(Collected data entries)
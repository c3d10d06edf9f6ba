//! PGN reading and annotated PGN writing.

use chess_analysis::shakmaty::Position;
use chess_analysis::{Color, Evaluation, GameAnalysis, GameError, GameRecord, MoveAnalysis};
use pgn_reader::{RawTag, Reader, SanPlus, Skip, Visitor};
use std::io::{self, Read};
use std::ops::ControlFlow;

/// Headers this writer sets itself; input values are replaced.
const GENERATED_TAGS: [&str; 3] = ["WhiteACPL", "BlackACPL", "Annotator"];

/// Builds a [`GameRecord`] from each game in a PGN stream.
///
/// Only the mainline is kept; variations and comments are dropped. The
/// first illegal move makes the whole game an error.
struct GameCollector;

impl Visitor for GameCollector {
    type Tags = Vec<(String, String)>;
    type Movetext = Result<GameRecord, GameError>;
    type Output = Result<GameRecord, GameError>;

    fn begin_tags(&mut self) -> ControlFlow<Self::Output, Self::Tags> {
        ControlFlow::Continue(Vec::new())
    }

    fn tag(
        &mut self,
        tags: &mut Self::Tags,
        name: &[u8],
        value: RawTag<'_>,
    ) -> ControlFlow<Self::Output> {
        tags.push((
            String::from_utf8_lossy(name).into_owned(),
            value.decode_utf8_lossy().into_owned(),
        ));
        ControlFlow::Continue(())
    }

    fn begin_movetext(&mut self, tags: Self::Tags) -> ControlFlow<Self::Output, Self::Movetext> {
        ControlFlow::Continue(GameRecord::new(tags))
    }

    fn san(&mut self, movetext: &mut Self::Movetext, san_plus: SanPlus) -> ControlFlow<Self::Output> {
        if let Ok(game) = movetext {
            if let Err(e) = game.play_san(&san_plus.to_string()) {
                *movetext = Err(e);
            }
        }
        ControlFlow::Continue(())
    }

    fn begin_variation(
        &mut self,
        _movetext: &mut Self::Movetext,
    ) -> ControlFlow<Self::Output, Skip> {
        ControlFlow::Continue(Skip(true))
    }

    fn end_game(&mut self, movetext: Self::Movetext) -> Self::Output {
        movetext
    }
}

/// Iterator over the games of a PGN stream.
///
/// Yields `Err` only for I/O failures; a game that cannot be replayed is
/// `Ok(Err(GameError))` so the caller can skip it and keep reading.
pub struct PgnGames<R: Read> {
    reader: Reader<R>,
    collector: GameCollector,
}

impl<R: Read> PgnGames<R> {
    pub fn new(input: R) -> Self {
        Self {
            reader: Reader::new(input),
            collector: GameCollector,
        }
    }
}

impl<R: Read> Iterator for PgnGames<R> {
    type Item = io::Result<Result<GameRecord, GameError>>;

    fn next(&mut self) -> Option<Self::Item> {
        self.reader.read_game(&mut self.collector).transpose()
    }
}

/// Formatting choices for annotated output.
#[derive(Debug, Clone)]
pub struct WriteOptions {
    /// Maximum movetext line length.
    pub wrap_width: usize,
    /// Only this player's moves get quality comments.
    pub player: Option<String>,
    /// Value of the `Annotator` header.
    pub annotator: String,
}

/// Renders an analyzed game as PGN text, ending with a blank line.
///
/// Every move gets an `[%eval]` comment when its resulting position was
/// evaluated. Moves with a quality label get a second comment, unless a
/// player filter is set and someone else made the move.
pub fn format_game(game: &GameRecord, analysis: &GameAnalysis, options: &WriteOptions) -> String {
    let mut out = String::new();

    for (name, value) in game.tags() {
        if !GENERATED_TAGS.contains(&name.as_str()) {
            push_tag(&mut out, name, value);
        }
    }
    push_tag(&mut out, "WhiteACPL", &acpl_text(analysis, Color::White));
    push_tag(&mut out, "BlackACPL", &acpl_text(analysis, Color::Black));
    push_tag(&mut out, "Annotator", &options.annotator);
    out.push('\n');

    let tokens = movetext_tokens(game, analysis, options);
    for line in wrap(&tokens, options.wrap_width) {
        out.push_str(&line);
        out.push('\n');
    }
    out.push('\n');
    out
}

fn push_tag(out: &mut String, name: &str, value: &str) {
    let escaped = value.replace('\\', "\\\\").replace('"', "\\\"");
    out.push_str(&format!("[{} \"{}\"]\n", name, escaped));
}

/// ACPL with one decimal, or `N/A` when no move was classified.
pub fn acpl_text(analysis: &GameAnalysis, color: Color) -> String {
    match analysis.stats_for(color).acpl() {
        Some(acpl) => format!("{:.1}", acpl),
        None => "N/A".to_string(),
    }
}

fn movetext_tokens(game: &GameRecord, analysis: &GameAnalysis, options: &WriteOptions) -> Vec<String> {
    let mut tokens = Vec::new();
    let mut fullmove = u32::from(game.start().fullmoves());
    // A move number is needed for White's moves and after any comment.
    let mut need_number = true;

    for mv in &analysis.moves {
        match mv.mover {
            Color::White => tokens.push(format!("{}.", fullmove)),
            Color::Black if need_number => tokens.push(format!("{}...", fullmove)),
            Color::Black => {}
        }
        tokens.push(mv.san.clone());
        need_number = false;

        if let Some(eval) = eval_comment(mv.eval_after_white, analysis.depth) {
            tokens.extend(eval.split(' ').map(str::to_string));
            need_number = true;
        }

        let mover_name = game.tag(match mv.mover {
            Color::White => "White",
            Color::Black => "Black",
        });
        if player_matches(options.player.as_deref(), mover_name) {
            if let Some(comment) = quality_comment(mv) {
                tokens.extend(format!("{{ {} }}", comment).split(' ').map(str::to_string));
                need_number = true;
            }
        }

        if mv.mover == Color::Black {
            fullmove += 1;
        }
    }

    tokens.push(game.result().to_string());
    tokens
}

/// `{[%eval 0.35,18]}` from White's perspective; omitted once mate is on
/// the board.
fn eval_comment(eval: Option<Evaluation>, depth: u32) -> Option<String> {
    match eval? {
        Evaluation::Mated | Evaluation::MateDelivered => None,
        e => Some(format!("{{[%eval {},{}]}}", e, depth)),
    }
}

fn player_matches(filter: Option<&str>, mover: Option<&str>) -> bool {
    match (filter, mover) {
        (None, _) => true,
        (Some(want), Some(name)) => want.to_lowercase() == name.to_lowercase(),
        (Some(_), None) => false,
    }
}

/// `Blunder (-470cp, WC 48%→16% [-32%]). Best: Nf3 (PV: Nf3 Nc6 d4...)`
fn quality_comment(mv: &MoveAnalysis) -> Option<String> {
    let classification = mv.classification.as_ref()?;
    let quality = classification.quality?;

    let mut details = Vec::new();
    if classification.cpl >= 1 {
        details.push(format!("-{}cp", classification.cpl));
    }
    let drop = classification.win_chance_delta();
    if quality != chess_analysis::MoveQuality::MissedMate && drop >= 1.0 {
        details.push(format!(
            "WC {:.0}%→{:.0}% [-{:.0}%]",
            classification.win_chance_before, classification.win_chance_after, drop
        ));
    }

    let mut comment = quality.label().to_string();
    if !details.is_empty() {
        comment.push_str(&format!(" ({})", details.join(", ")));
    }
    comment.push('.');
    if let Some(best) = &mv.best_move_san {
        comment.push_str(&format!(" Best: {}", best));
        if !mv.pv_san.is_empty() {
            comment.push_str(&format!(" (PV: {}...)", mv.pv_san.join(" ")));
        }
    }
    Some(comment)
}

/// Greedy word wrap. A token longer than `width` gets a line of its own.
pub fn wrap(tokens: &[String], width: usize) -> Vec<String> {
    let mut lines = Vec::new();
    let mut line = String::new();
    for token in tokens {
        if !line.is_empty() && line.chars().count() + 1 + token.chars().count() > width {
            lines.push(std::mem::take(&mut line));
        }
        if !line.is_empty() {
            line.push(' ');
        }
        line.push_str(token);
    }
    if !line.is_empty() {
        lines.push(line);
    }
    lines
}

▶ [Work request]: Write the entries out once more, exactly as given.

▶ [Task output]:
repository c3d10d06edf9f6ba
//! PGN reading and annotated PGN writing.

use chess_analysis::shakmaty::Position;
use chess_analysis::{Color, Evaluation, GameAnalysis, GameError, GameRecord, MoveAnalysis};
use pgn_reader::{RawTag, Reader, SanPlus, Skip, Visitor};
use std::io::{self, Read};
use std::ops::ControlFlow;

/// Headers this writer sets itself; input values are replaced.
const GENERATED_TAGS: [&str; 3] = ["WhiteACPL", "BlackACPL", "Annotator"];

/// Builds a [`GameRecord`] from each game in a PGN stream.
///
/// Only the mainline is kept; variations and comments are dropped. The
/// first illegal move makes the whole game an error.
struct GameCollector;

impl Visitor for GameCollector {
    type Tags = Vec<(String, String)>;
    type Movetext = Result<GameRecord, GameError>;
    type Output = Result<GameRecord, GameError>;

    fn begin_tags(&mut self) -> ControlFlow<Self::Output, Self::Tags> {
        ControlFlow::Continue(Vec::new())
    }

    fn tag(
        &mut self,
        tags: &mut Self::Tags,
        name: &[u8],
        value: RawTag<'_>,
    ) -> ControlFlow<Self::Output> {
        tags.push((
            String::from_utf8_lossy(name).into_owned(),
            value.decode_utf8_lossy().into_owned(),
        ));
        ControlFlow::Continue(())
    }

    fn begin_movetext(&mut self, tags: Self::Tags) -> ControlFlow<Self::Output, Self::Movetext> {
        ControlFlow::Continue(GameRecord::new(tags))
    }

    fn san(&mut self, movetext: &mut Self::Movetext, san_plus: SanPlus) -> ControlFlow<Self::Output> {
        if let Ok(game) = movetext {
            if let Err(e) = game.play_san(&san_plus.to_string()) {
                *movetext = Err(e);
            }
        }
        ControlFlow::Continue(())
    }

    fn begin_variation(
        &mut self,
        _movetext: &mut Self::Movetext,
    ) -> ControlFlow<Self::Output, Skip> {
        ControlFlow::Continue(Skip(true))
    }

    fn end_game(&mut self, movetext: Self::Movetext) -> Self::Output {
        movetext
    }
}

/// Iterator over the games of a PGN stream.
///
/// Yields `Err` only for I/O failures; a game that cannot be replayed is
/// `Ok(Err(GameError))` so the caller can skip it and keep reading.
pub struct PgnGames<R: Read> {
    reader: Reader<R>,
    collector: GameCollector,
}

impl<R: Read> PgnGames<R> {
    pub fn new(input: R) -> Self {
        Self {
            reader: Reader::new(input),
            collector: GameCollector,
        }
    }
}

impl<R: Read> Iterator for PgnGames<R> {
    type Item = io::Result<Result<GameRecord, GameError>>;

    fn next(&mut self) -> Option<Self::Item> {
        self.reader.read_game(&mut self.collector).transpose()
    }
}

/// Formatting choices for annotated output.
#[derive(Debug, Clone)]
pub struct WriteOptions {
    /// Maximum movetext line length.
    pub wrap_width: usize,
    /// Only this player's moves get quality comments.
    pub player: Option<String>,
    /// Value of the `Annotator` header.
    pub annotator: String,
}

/// Renders an analyzed game as PGN text, ending with a blank line.
///
/// Every move gets an `[%eval]` comment when its resulting position was
/// evaluated. Moves with a quality label get a second comment, unless a
/// player filter is set and someone else made the move.
pub fn format_game(game: &GameRecord, analysis: &GameAnalysis, options: &WriteOptions) -> String {
    let mut out = String::new();

    for (name, value) in game.tags() {
        if !GENERATED_TAGS.contains(&name.as_str()) {
            push_tag(&mut out, name, value);
        }
    }
    push_tag(&mut out, "WhiteACPL", &acpl_text(analysis, Color::White));
    push_tag(&mut out, "BlackACPL", &acpl_text(analysis, Color::Black));
    push_tag(&mut out, "Annotator", &options.annotator);
    out.push('\n');

    let tokens = movetext_tokens(game, analysis, options);
    for line in wrap(&tokens, options.wrap_width) {
        out.push_str(&line);
        out.push('\n');
    }
    out.push('\n');
    out
}

fn push_tag(out: &mut String, name: &str, value: &str) {
    let escaped = value.replace('\\', "\\\\").replace('"', "\\\"");
    out.push_str(&format!("[{} \"{}\"]\n", name, escaped));
}

/// ACPL with one decimal, or `N/A` when no move was classified.
pub fn acpl_text(analysis: &GameAnalysis, color: Color) -> String {
    match analysis.stats_for(color).acpl() {
        Some(acpl) => format!("{:.1}", acpl),
        None => "N/A".to_string(),
    }
}

fn movetext_tokens(game: &GameRecord, analysis: &GameAnalysis, options: &WriteOptions) -> Vec<String> {
    let mut tokens = Vec::new();
    let mut fullmove = u32::from(game.start().fullmoves());
    // A move number is needed for White's moves and after any comment.
    let mut need_number = true;

    for mv in &analysis.moves {
        match mv.mover {
            Color::White => tokens.push(format!("{}.", fullmove)),
            Color::Black if need_number => tokens.push(format!("{}...", fullmove)),
            Color::Black => {}
        }
        tokens.push(mv.san.clone());
        need_number = false;

        if let Some(eval) = eval_comment(mv.eval_after_white, analysis.depth) {
            tokens.extend(eval.split(' ').map(str::to_string));
            need_number = true;
        }

        let mover_name = game.tag(match mv.mover {
            Color::White => "White",
            Color::Black => "Black",
        });
        if player_matches(options.player.as_deref(), mover_name) {
            if let Some(comment) = quality_comment(mv) {
                tokens.extend(format!("{{ {} }}", comment).split(' ').map(str::to_string));
                need_number = true;
            }
        }

        if mv.mover == Color::Black {
            fullmove += 1;
        }
    }

    tokens.push(game.result().to_string());
    tokens
}

/// `{[%eval 0.35,18]}` from White's perspective; omitted once mate is on
/// the board.
fn eval_comment(eval: Option<Evaluation>, depth: u32) -> Option<String> {
    match eval? {
        Evaluation::Mated | Evaluation::MateDelivered => None,
        e => Some(format!("{{[%eval {},{}]}}", e, depth)),
    }
}

fn player_matches(filter: Option<&str>, mover: Option<&str>) -> bool {
    match (filter, mover) {
        (None, _) => true,
        (Some(want), Some(name)) => want.to_lowercase() == name.to_lowercase(),
        (Some(_), None) => false,
    }
}

/// `Blunder (-470cp, WC 48%→16% [-32%]). Best: Nf3 (PV: Nf3 Nc6 d4...)`
fn quality_comment(mv: &MoveAnalysis) -> Option<String> {
    let classification = mv.classification.as_ref()?;
    let quality = classification.quality?;

    let mut details = Vec::new();
    if classification.cpl >= 1 {
        details.push(format!("-{}cp", classification.cpl));
    }
    let drop = classification.win_chance_delta();
    if quality != chess_analysis::MoveQuality::MissedMate && drop >= 1.0 {
        details.push(format!(
            "WC {:.0}%→{:.0}% [-{:.0}%]",
            classification.win_chance_before, classification.win_chance_after, drop
        ));
    }

    let mut comment = quality.label().to_string();
    if !details.is_empty() {
        comment.push_str(&format!(" ({})", details.join(", ")));
    }
    comment.push('.');
    if let Some(best) = &mv.best_move_san {
        comment.push_str(&format!(" Best: {}", best));
        if !mv.pv_san.is_empty() {
            comment.push_str(&format!(" (PV: {}...)", mv.pv_san.join(" ")));
        }
    }
    Some(comment)
}

/// Greedy word wrap. A token longer than `width` gets a line of its own.
pub fn wrap(tokens: &[String], width: usize) -> Vec<String> {
    let mut lines = Vec::new();
    let mut line = String::new();
    for token in tokens {
        if !line.is_empty() && line.chars().count() + 1 + token.chars().count() > width {
            lines.push(std::mem::take(&mut line));
        }
        if !line.is_empty() {
            line.push(' ');
        }
        line.push_str(token);
    }
    if !line.is_empty() {
        lines.push(line);
    }
    lines
}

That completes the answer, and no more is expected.